Data shown Block Start
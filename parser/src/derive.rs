use crate::{ParseError, PropertyMap, PropertyValue};
use serde::{Deserialize, Serialize};
use tracing::debug;

/// Placeholder expanded to every section prefix of a profile.
pub const SECTION_PLACEHOLDER: &str = "{section}";

/// Which runs count as covered.
#[derive(Debug, Clone, Copy, Default, PartialEq, Eq, Serialize, Deserialize)]
#[serde(rename_all = "kebab-case")]
pub enum CoveragePolicy {
    /// Only runs that printed a solution.
    SolvedOnly,
    /// Solved runs, plus runs that proved the task unsolvable.
    #[default]
    SolvedOrUnsolvable,
}

fn one() -> f64 {
    1.0
}

/// A post-pass computation over already-extracted properties.
///
/// Every variant writes nothing when an input is missing.
#[derive(Debug, Clone, PartialEq, Serialize, Deserialize)]
#[serde(tag = "kind", rename_all = "snake_case")]
pub enum Derivation {
    /// `key = 1` when `marker` is present, else `0`.
    Flag { marker: String, key: String },
    /// `to = from / divisor`.
    Scale {
        from: String,
        to: String,
        divisor: f64,
    },
    /// `to = numerator / numerator_divisor / denominator`, skipped when the
    /// denominator is zero.
    Ratio {
        numerator: String,
        denominator: String,
        to: String,
        #[serde(default = "one")]
        numerator_divisor: f64,
    },
    /// `to = max / median`, or `1.0` when either sample is zero.
    Skew {
        max: String,
        median: String,
        to: String,
    },
    /// `coverage = 1` for covered runs, else `0`.
    Coverage {
        solved: String,
        #[serde(default)]
        policy: CoveragePolicy,
    },
}

impl Derivation {
    pub const COVERAGE_KEY: &'static str = "coverage";
    pub const UNSOLVABLE_KEY: &'static str = "unsolvable";

    pub fn flag(marker: &str, key: &str) -> Self {
        Derivation::Flag {
            marker: marker.to_string(),
            key: key.to_string(),
        }
    }

    pub fn scale(from: &str, to: &str, divisor: f64) -> Self {
        Derivation::Scale {
            from: from.to_string(),
            to: to.to_string(),
            divisor,
        }
    }

    pub fn ratio(numerator: &str, denominator: &str, to: &str) -> Self {
        Derivation::Ratio {
            numerator: numerator.to_string(),
            denominator: denominator.to_string(),
            to: to.to_string(),
            numerator_divisor: 1.0,
        }
    }

    pub fn scaled_ratio(numerator: &str, numerator_divisor: f64, denominator: &str, to: &str) -> Self {
        Derivation::Ratio {
            numerator: numerator.to_string(),
            denominator: denominator.to_string(),
            to: to.to_string(),
            numerator_divisor,
        }
    }

    pub fn skew(max: &str, median: &str, to: &str) -> Self {
        Derivation::Skew {
            max: max.to_string(),
            median: median.to_string(),
            to: to.to_string(),
        }
    }

    pub fn coverage(solved: &str, policy: CoveragePolicy) -> Self {
        Derivation::Coverage {
            solved: solved.to_string(),
            policy,
        }
    }

    /// Keys this derivation reads.
    pub fn inputs(&self) -> Vec<&str> {
        match self {
            Derivation::Flag { marker, .. } => vec![marker.as_str()],
            Derivation::Scale { from, .. } => vec![from.as_str()],
            Derivation::Ratio {
                numerator,
                denominator,
                ..
            } => vec![numerator.as_str(), denominator.as_str()],
            Derivation::Skew { max, median, .. } => vec![max.as_str(), median.as_str()],
            Derivation::Coverage {
                solved,
                policy: CoveragePolicy::SolvedOrUnsolvable,
            } => vec![solved.as_str(), Self::UNSOLVABLE_KEY],
            Derivation::Coverage { solved, .. } => vec![solved.as_str()],
        }
    }

    /// Key this derivation writes.
    pub fn output(&self) -> &str {
        match self {
            Derivation::Flag { key, .. } => key.as_str(),
            Derivation::Scale { to, .. } | Derivation::Ratio { to, .. } | Derivation::Skew { to, .. } => {
                to.as_str()
            }
            Derivation::Coverage { .. } => Self::COVERAGE_KEY,
        }
    }

    pub fn is_section_template(&self) -> bool {
        self.output().contains(SECTION_PLACEHOLDER)
            || self.inputs().iter().any(|k| k.contains(SECTION_PLACEHOLDER))
    }

    /// Copy of this derivation with `{section}` replaced by `prefix`.
    pub fn instantiate(&self, prefix: &str) -> Self {
        let fill = |key: &str| key.replace(SECTION_PLACEHOLDER, prefix);

        match self {
            Derivation::Flag { marker, key } => Derivation::Flag {
                marker: fill(marker),
                key: fill(key),
            },
            Derivation::Scale { from, to, divisor } => Derivation::Scale {
                from: fill(from),
                to: fill(to),
                divisor: *divisor,
            },
            Derivation::Ratio {
                numerator,
                denominator,
                to,
                numerator_divisor,
            } => Derivation::Ratio {
                numerator: fill(numerator),
                denominator: fill(denominator),
                to: fill(to),
                numerator_divisor: *numerator_divisor,
            },
            Derivation::Skew { max, median, to } => Derivation::Skew {
                max: fill(max),
                median: fill(median),
                to: fill(to),
            },
            Derivation::Coverage { solved, policy } => Derivation::Coverage {
                solved: fill(solved),
                policy: *policy,
            },
        }
    }

    pub fn apply(&self, props: &mut PropertyMap) {
        let value = match self {
            Derivation::Flag { marker, .. } => Some(PropertyValue::Int(i64::from(
                props.get(marker).map_or(false, PropertyValue::is_truthy),
            ))),
            Derivation::Scale { from, divisor, .. } => {
                if *divisor == 0.0 {
                    None
                } else {
                    props.get_f64(from).map(|v| PropertyValue::Float(v / divisor))
                }
            }
            Derivation::Ratio {
                numerator,
                denominator,
                numerator_divisor,
                ..
            } => ratio(props, numerator, *numerator_divisor, denominator),
            Derivation::Skew { max, median, .. } => skew(props, max, median),
            Derivation::Coverage { solved, policy } => {
                let covered = props.contains_key(solved)
                    || (*policy == CoveragePolicy::SolvedOrUnsolvable
                        && props
                            .get(Self::UNSOLVABLE_KEY)
                            .map_or(false, PropertyValue::is_truthy));
                Some(PropertyValue::Int(i64::from(covered)))
            }
        };

        if let Some(value) = value {
            props.insert(self.output(), value);
        }
    }
}

fn ratio(props: &PropertyMap, numerator: &str, numerator_divisor: f64, denominator: &str) -> Option<PropertyValue> {
    let num = props.get_f64(numerator)?;
    let den = props.get_f64(denominator)?;

    if den == 0.0 || numerator_divisor == 0.0 {
        return None;
    }

    Some(PropertyValue::Float(num / numerator_divisor / den))
}

fn skew(props: &PropertyMap, max: &str, median: &str) -> Option<PropertyValue> {
    let max = props.get_f64(max)?;
    let median = props.get_f64(median)?;

    let value = if max > 0.0 && median > 0.0 {
        max / median
    } else {
        1.0
    };

    Some(PropertyValue::Float(value))
}

/// Replaces every `{section}` template with one copy per prefix, keeping
/// declaration order.
pub fn expand_templates(derivations: &[Derivation], prefixes: &[&str]) -> Vec<Derivation> {
    let mut expanded = Vec::with_capacity(derivations.len());

    for derivation in derivations {
        if derivation.is_section_template() {
            expanded.extend(prefixes.iter().map(|p| derivation.instantiate(p)));
        } else {
            expanded.push(derivation.clone());
        }
    }

    expanded
}

/// Checks that the derivations form a DAG in declaration order: none reads
/// its own output, and none reads a key that only a later one writes.
pub fn validate(derivations: &[Derivation]) -> Result<(), ParseError> {
    for (idx, derivation) in derivations.iter().enumerate() {
        let output = derivation.output();

        for input in derivation.inputs() {
            if input == output {
                return Err(ParseError::InvalidDerivation {
                    output: output.to_string(),
                    input: input.to_string(),
                    reason: "is its own output",
                });
            }
            if derivations[idx + 1..].iter().any(|later| later.output() == input) {
                return Err(ParseError::InvalidDerivation {
                    output: output.to_string(),
                    input: input.to_string(),
                    reason: "is only written by a later derivation",
                });
            }
        }
    }

    Ok(())
}

/// Runs `derivations` in order.
pub fn derive_all(derivations: &[Derivation], props: &mut PropertyMap) {
    let before = props.len();

    for derivation in derivations {
        derivation.apply(props);
    }

    debug!(
        derivations = derivations.len(),
        added = props.len().saturating_sub(before),
        "Applied derivations"
    );
}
Data shown Block End
Task brief: Each line above where the word "Serialize" occurs should be copied out.

Task answer:
use serde::{Deserialize, Serialize};
#[derive(Debug, Clone, Copy, Default, PartialEq, Eq, Serialize, Deserialize)]
#[derive(Debug, Clone, PartialEq, Serialize, Deserialize)]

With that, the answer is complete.